Chapter 27
Skye
Isit on Charlotte’s couch staring blankly out the window at the beautiful aspen trees. I’ve been in Wyoming for a week now and I still can’t stop thinking about the guys. It feels like it’s only getting worse…
Charlotte appears from the kitchen with two steaming mugs of coffee. Her curls are piled messily on top of her head, and she's still in her pajamas even though it's nearly noon.
"You look like someone killed your dog," she says, handing me a mug.
"Thanks. I feel worse," I mumble, pushing myself up to drink the coffee.
She settles cross-legged on the other end of the couch, watching me over the rim of her mug. "I’m worried about you.” She gestures at me with her free hand. "You've been here for a week, and you've barely left the house. You're not eating. You're not sleeping. You're just... existing, babe."
I wrap my hands around the warm mug, letting the heat seep into my cold fingers. "I know."
"Talk to me."
A lump forms in my throat. "I can't stop thinking about them."
Charlotte's eyes soften. "You're in love with them."
"Is that even possible? To be in love with three different men at once?"
"Why not?" She shrugs. "Love isn't a finite resource."
I take a sip of coffee, the bitter liquid matching the taste in my mouth when I think about how I left. "I just can’t get it out of my head. I ran, Char. I just left them a note like some coward. After everything they shared with me..."
"So you made a mistake." Her voice is gentle but firm. "The question is, what are you going to do about it?"
The answer burns in my chest, so obvious it hurts. "I want to go back."
"Then go."
"But what if they hate me now? What if they won't even talk to me?" The fear that's been gnawing at me surfaces. "What if I drive all the way back there just to find out I've ruined everything?"
Charlotte sets her mug on the coffee table and takes my hands in hers. "That's a risk you'll have to take if you want a chance at fixing things."
"And then there's Daniel," I say. "If I go back, if I choose to be with them, he'll tell everyone. He'll post more shit online and make me sound like some desperate slut."
"Maybe," Charlotte concedes. "But here's what I want to know—whose life are you living? Yours or the imaginary audience in your head?"
The question hits me harder than I expected. "I just... I don't want to be judged."
"Everyone gets judged, Skye. For their careers, their clothes, who they love, who they don't love. You can't control that." She squeezes my hands. "But youcancontrol whether you let the fear of judgment stop you from being happy."

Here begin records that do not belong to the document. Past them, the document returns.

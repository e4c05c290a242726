//! Short-form video recommendations.
//!
//! [`recommend`] is the pure engine (TF-IDF vectors, cosine ranking,
//! nearest-neighbor refinement). [`api`] exposes it over HTTP, fed by a
//! [`services::VideoCatalog`] backend.

pub mod api;
pub mod config;
pub mod db;
pub mod error;
pub mod middleware;
pub mod models;
pub mod recommend;
pub mod services;

pub use recommend::{recommend_by_genres, recommend_by_title, RecommendError};
use std::cmp::Ordering;

use crate::models::VideoRecord;

use super::similarity::SimilarityMatrix;

/// A candidate index paired with its similarity score
#[derive(Debug, Clone, Copy, PartialEq)]
pub struct Scored {
    pub index: usize,
    pub score: f64,
}

/// Sorts by descending score. The sort is stable, so equal scores keep
/// their corpus order.
fn sort_descending(scored: &mut [Scored]) {
    scored.sort_by(|a, b| b.score.partial_cmp(&a.score).unwrap_or(Ordering::Equal));
}

/// Ranks documents by their similarity to the `reference` row of `matrix`
/// and keeps the best `limit`.
///
/// The reference itself is never ranked, nor is any index for which
/// `is_excluded` returns true.
pub fn rank_by_reference<F>(
    matrix: &SimilarityMatrix,
    reference: usize,
    limit: usize,
    is_excluded: F,
) -> Vec<Scored>
where
    F: Fn(usize) -> bool,
{
    let mut scored: Vec<Scored> = matrix
        .row(reference)
        .iter()
        .enumerate()
        .filter(|&(index, _)| index != reference && !is_excluded(index))
        .map(|(index, &score)| Scored { index, score })
        .collect();

    sort_descending(&mut scored);
    scored.truncate(limit);
    scored
}

/// Ranks every candidate by a precomputed row of query similarities
pub fn rank_by_scores(scores: &[f64]) -> Vec<Scored> {
    let mut scored: Vec<Scored> = scores
        .iter()
        .enumerate()
        .map(|(index, &score)| Scored { index, score })
        .collect();

    sort_descending(&mut scored);
    scored
}

/// Restricts the candidate pool to videos sharing at least one genre with
/// `favorite_genres`, preserving corpus order
pub fn filter_by_genres<'a>(
    corpus: &'a [VideoRecord],
    favorite_genres: &[String],
) -> Vec<&'a VideoRecord> {
    corpus
        .iter()
        .filter(|video| video.has_any_genre(favorite_genres))
        .collect()
}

I think about Buck's tattooed arms around me, Ford's deep understanding of all my wants and needs, Griff's dirty whispers in my ear. The way I felt like I could be myself with them. "I've been so afraid of what people might think that I walked away from something real. Something that made me happy."
"Exactly." Charlotte nods. "Look, I won't pretend to understand exactly what you have with these three guys. It's not conventional, and yeah, some people will side-eye it. But from everything you've told me, these guys respect you. They care about you. They give you space to be yourself." She raises an eyebrow. "Do you know how rare that is?"
"I do." My voice cracks. "That's why it's so terrifying."
"Of course it's terrifying. Real connections always are." She gives me a small smile. "But here's what I think: You're more afraid of happiness than you are of judgment. Because happiness means vulnerability, and vulnerability means you might get hurt again."
"Since when did you get so wise?"
"I've always been wise. You just haven't been listening." She grins and takes another sip of coffee.
I laugh but then my smile fades as I consider the enormity of what I'm contemplating. "What if I go back and they're furious? What if they tell me to fuck off?"